Pederson, who turns 29 in April, made $7.75 million with the Dodgers in 2020, pro-rated to $2.87 million in the truncated, 60-game season.
In his parts of seven major league seasons, Pederson hit 25 or more home runs four times, including a career-best 36 in 2019, hitting .230/.336/.470, a 118 wRC+, in his Dodgers career. Pederson was even better in the postseason, hitting .272/.349/.503, a 127 wRC+, with nine home runs in 64 games.
Pederson has a .700 slugging percentage in his three World Series, and his five home runs in the Fall Classic are tied for the second-most in Dodgers franchise history, tied with Gil Hodges and trailing only Duke Snider (11 home runs).
Drafted by the Dodgers in the 11th round in 2010, Pederson passed up a baseball scholarship with USC to turn pro with the team his father Stu once played for, an outfielder for eight games in 1985. The younger Pederson was with the Dodgers organization for 11 seasons.
In 2015, Pederson was the first Dodgers rookie position player to start an All-Star Game, and just the sixth rookie All-Star overall in franchise history. In the years since, Corey Seager (2016) and Cody Bellinger (2017) added to that group of Dodgers rookie All-Stars, though they did not start.

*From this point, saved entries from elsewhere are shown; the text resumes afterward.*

//! Positioned layout primitives produced by the layout analyzer.
//!
//! Contains the LT* types consumed by the capture pass:
//! - LTComponent: a bounding box
//! - LTChar: an actual character with a bounding box
//! - LTAnno: a virtual character (space, newline) with no position
//! - LTTextLine, LTTextBox: lines of text and groups of lines
//! - LTFigure: a figure container (embedded forms, which may hold bare chars)
//! - LTContainer: any other container
//! - LTPage: the root of a page's tree
//! - LTItem: closed enum over every primitive kind

use serde::{Deserialize, Serialize};

use crate::geometry::{HasBBox, Rect};

// ============================================================================
// Base Component
// ============================================================================

/// Base component with a bounding box.
///
/// Unlike [`crate::geometry::BBox`] this is not validated: layout engines can
/// and do emit degenerate boxes, which simply never hit anything.
#[derive(Debug, Clone, Copy, PartialEq, Serialize, Deserialize)]
#[serde(from = "[f64; 4]", into = "[f64; 4]")]
pub struct LTComponent {
    pub(crate) x0: f64,
    pub(crate) y0: f64,
    pub(crate) x1: f64,
    pub(crate) y1: f64,
}

impl LTComponent {
    pub fn new(bbox: Rect) -> Self {
        let (x0, y0, x1, y1) = bbox;
        Self { x0, y0, x1, y1 }
    }

    /// An empty component that any `extend` will replace.
    fn empty() -> Self {
        Self::new((f64::INFINITY, f64::INFINITY, f64::NEG_INFINITY, f64::NEG_INFINITY))
    }

    /// Grows this component to cover `other`.
    fn extend(&mut self, other: &impl HasBBox) {
        self.x0 = self.x0.min(other.x0());
        self.y0 = self.y0.min(other.y0());
        self.x1 = self.x1.max(other.x1());
        self.y1 = self.y1.max(other.y1());
    }
}

impl HasBBox for LTComponent {
    fn x0(&self) -> f64 {
        self.x0
    }
    fn y0(&self) -> f64 {
        self.y0
    }
    fn x1(&self) -> f64 {
        self.x1
    }
    fn y1(&self) -> f64 {
        self.y1
    }
}

impl From<[f64; 4]> for LTComponent {
    fn from([x0, y0, x1, y1]: [f64; 4]) -> Self {
        Self { x0, y0, x1, y1 }
    }
}

impl From<LTComponent> for [f64; 4] {
    fn from(c: LTComponent) -> Self {
        [c.x0, c.y0, c.x1, c.y1]
    }
}

macro_rules! impl_has_bbox_delegate {
    ($type:ty, $($field:ident).+) => {
        impl HasBBox for $type {
            fn x0(&self) -> f64 {
                self.$($field).+.x0
            }
            fn y0(&self) -> f64 {
                self.$($field).+.y0
            }
            fn x1(&self) -> f64 {
                self.$($field).+.x1
            }
            fn y1(&self) -> f64 {
                self.$($field).+.y1
            }
        }
    };
}

// ============================================================================
// Characters
// ============================================================================

/// Virtual character inserted by layout analyzer (e.g., space, newline).
///
/// Unlike LTChar, LTAnno has no bounding box as it represents a character
/// inferred from the relationship between real characters.
#[derive(Debug, Clone, PartialEq, Eq, Serialize, Deserialize)]
pub struct LTAnno {
    text: String,
}

impl LTAnno {
    pub fn new(text: &str) -> Self {
        Self {
            text: text.to_string(),
        }
    }

    pub fn get_text(&self) -> &str {
        &self.text
    }
}

/// Actual character in text with bounding box.
#[derive(Debug, Clone, PartialEq, Serialize, Deserialize)]
pub struct LTChar {
    #[serde(rename = "bbox")]
    component: LTComponent,
    text: String,
}

impl LTChar {
    pub fn new(bbox: Rect, text: &str) -> Self {
        Self {
            component: LTComponent::new(bbox),
            text: text.to_string(),
        }
    }

    pub fn get_text(&self) -> &str {
        &self.text
    }
}

impl_has_bbox_delegate!(LTChar, component);

// ============================================================================
// Containers
// ============================================================================

/// A positioned container of further layout items.
#[derive(Debug, Clone, PartialEq, Serialize, Deserialize)]
pub struct LTContainer {
    #[serde(rename = "bbox")]
    pub(crate) component: LTComponent,
    #[serde(default)]
    pub(crate) items: Vec<LTItem>,
}

impl LTContainer {
    pub fn new(bbox: Rect) -> Self {
        Self {
            component: LTComponent::new(bbox),
            items: Vec::new(),
        }
    }

    /// Builds a container whose box covers all positioned children.
    pub fn from_items(items: Vec<LTItem>) -> Self {
        let mut component = LTComponent::empty();
        for item in &items {
            if let Some(c) = item.component() {
                component.extend(&c);
            }
        }
        if !component.x0.is_finite() {
            component = LTComponent::new((0.0, 0.0, 0.0, 0.0));
        }
        Self { component, items }
    }

    /// Adds an item to the container.
    pub fn add(&mut self, item: LTItem) {
        self.items.push(item);
    }

    /// Returns an iterator over contained items.
    pub fn iter(&self) -> impl Iterator<Item = &LTItem> {
        self.items.iter()
    }

    pub fn len(&self) -> usize {
        self.items.len()
    }

    pub fn is_empty(&self) -> bool {
        self.items.is_empty()
    }
}

impl_has_bbox_delegate!(LTContainer, component);

/// A line of text.
#[derive(Debug, Clone, PartialEq, Serialize, Deserialize)]
#[serde(transparent)]
pub struct LTTextLine {
    pub(crate) container: LTContainer,
}

impl LTTextLine {
    pub fn from_items(items: Vec<LTItem>) -> Self {
        Self {
            container: LTContainer::from_items(items),
        }
    }
}

impl_has_bbox_delegate!(LTTextLine, container.component);

/// A group of text lines.
#[derive(Debug, Clone, PartialEq, Serialize, Deserialize)]
#[serde(transparent)]
pub struct LTTextBox {
    pub(crate) container: LTContainer,
}

impl LTTextBox {
    pub fn from_lines(lines: Vec<LTTextLine>) -> Self {
        Self {
            container: LTContainer::from_items(lines.into_iter().map(LTItem::TextLine).collect()),
        }
    }
}

impl_has_bbox_delegate!(LTTextBox, container.component);

/// Represents an area used by PDF Form objects.
///
/// LTFigure objects can appear recursively and may hold bare characters that
/// were never grouped into lines.
#[derive(Debug, Clone, PartialEq, Serialize, Deserialize)]
pub struct LTFigure {
    #[serde(default)]
    pub name: String,
    #[serde(flatten)]
    pub(crate) container: LTContainer,
}

impl LTFigure {
    pub fn new(name: &str, items: Vec<LTItem>) -> Self {
        Self {
            name: name.to_string(),
            container: LTContainer::from_items(items),
        }
    }
}

impl_has_bbox_delegate!(LTFigure, container.component);

/// Represents an entire page.
#[derive(Debug, Clone, PartialEq, Serialize, Deserialize)]
pub struct LTPage {
    /// Page identifier (usually 1-based page number)
    #[serde(default)]
    pub pageid: i32,
    #[serde(flatten)]
    pub(crate) container: LTContainer,
}

impl LTPage {
    pub fn new(pageid: i32, bbox: Rect) -> Self {
        Self {
            pageid,
            container: LTContainer::new(bbox),
        }
    }

    /// Adds an item to the page.
    pub fn add(&mut self, item: LTItem) {
        self.container.add(item);
    }

    /// Returns an iterator over contained items.
    pub fn iter(&self) -> impl Iterator<Item = &LTItem> {
        self.container.iter()
    }
}

impl_has_bbox_delegate!(LTPage, container.component);

// ============================================================================
// LTItem
// ============================================================================

/// Represents any item that can appear in a layout container.
#[derive(Debug, Clone, PartialEq, Serialize, Deserialize)]
pub enum LTItem {
    Char(LTChar),
    Anno(LTAnno),
    TextLine(LTTextLine),
    TextBox(LTTextBox),
    Figure(Box<LTFigure>),
    Container(LTContainer),
    /// Curves, rectangles and images: positioned but never captured.
    Graphic(LTComponent),
}

impl LTItem {
    /// Bounding box, or `None` for positionless whitespace.
    pub fn component(&self) -> Option<LTComponent> {
        match self {
            LTItem::Char(c) => Some(c.component),
            LTItem::Anno(_) => None,
            LTItem::TextLine(l) => Some(l.container.component),
            LTItem::TextBox(b) => Some(b.container.component),
            LTItem::Figure(f) => Some(f.container.component),
            LTItem::Container(c) => Some(c.component),
            LTItem::Graphic(g) => Some(*g),
        }
    }

    /// Nested items, for container kinds.
    pub fn children(&self) -> Option<&[LTItem]> {
        match self {
            LTItem::TextLine(l) => Some(&l.container.items),
            LTItem::TextBox(b) => Some(&b.container.items),
            LTItem::Figure(f) => Some(&f.container.items),
            LTItem::Container(c) => Some(&c.items),
            LTItem::Char(_) | LTItem::Anno(_) | LTItem::Graphic(_) => None,
        }
    }

    pub fn char(bbox: Rect, text: &str) -> Self {
        LTItem::Char(LTChar::new(bbox, text))
    }

    pub fn anno(text: &str) -> Self {
        LTItem::Anno(LTAnno::new(text))
    }
}

impl From<LTTextLine> for LTItem {
    fn from(line: LTTextLine) -> Self {
        LTItem::TextLine(line)
    }
}

impl From<LTTextBox> for LTItem {
    fn from(textbox: LTTextBox) -> Self {
        LTItem::TextBox(textbox)
    }
}

impl From<LTFigure> for LTItem {
    fn from(figure: LTFigure) -> Self {
        LTItem::Figure(Box::new(figure))
    }
}

#[cfg(test)]
mod tests {
    use super::*;

    #[test]
    fn container_bbox_covers_positioned_children() {
        let line = LTTextLine::from_items(vec![
            LTItem::char((10.0, 10.0, 15.0, 20.0), "a"),
            LTItem::anno(" "),
            LTItem::char((16.0, 9.0, 21.0, 19.0), "b"),
        ]);
        assert_eq!(line.bbox(), (10.0, 9.0, 21.0, 20.0));
    }

    #[test]
    fn empty_container_has_zero_box() {
        let c = LTContainer::from_items(vec![LTItem::anno("\n")]);
        assert_eq!(c.bbox(), (0.0, 0.0, 0.0, 0.0));
        assert_eq!(c.len(), 1);
    }

    #[test]
    fn items_deserialize_from_json() {
        let json = r#"{"TextBox": {"bbox": [0, 0, 10, 10], "items": [
            {"TextLine": {"bbox": [0, 0, 10, 10], "items": [
                {"Char": {"bbox": [0, 0, 5, 10], "text": "h"}},
                {"Anno": {"text": "\n"}}
            ]}}
        ]}}"#;
        let item: LTItem = serde_json::from_str(json).unwrap();
        let lines = item.children().unwrap();
        assert_eq!(lines.len(), 1);
        let chars = lines[0].children().unwrap();
        assert!(matches!(chars[0], LTItem::Char(_)));
        assert!(chars[1].component().is_none());
    }
}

Pederson’s main role with the Dodgers was thumping right-handed pitchers, hitting .238/.349/.501 in his career, a 128 wRC+. Since the start of the 2018 season, his 67 home runs against right-handers rank third in the majors, behind only Mike Trout and Eugenio Suarez.
But against left-handed pitchers, Pederson hit only .191/.266/.310, a 59 wRC+, leading to a limited role with the Dodgers. He started only 51 times against southpaws, just nine percent of his total starts. In July, before the 2020 season started, Pederson when asked about his pending free agency seemed to know the playing time grass would be greener elsewhere than Los Angeles.
“I get text messages all the time saying I should be playing every day on this team or a lot of other teams,” Pederson said. “I love playing for the Dodgers, and doing my part, but who knows about what it could be if I was playing every day. There’s a definite unknown box there that hasn’t been opened up for about five years.”
Well, at least Pederson knows his way around Wrigley Field.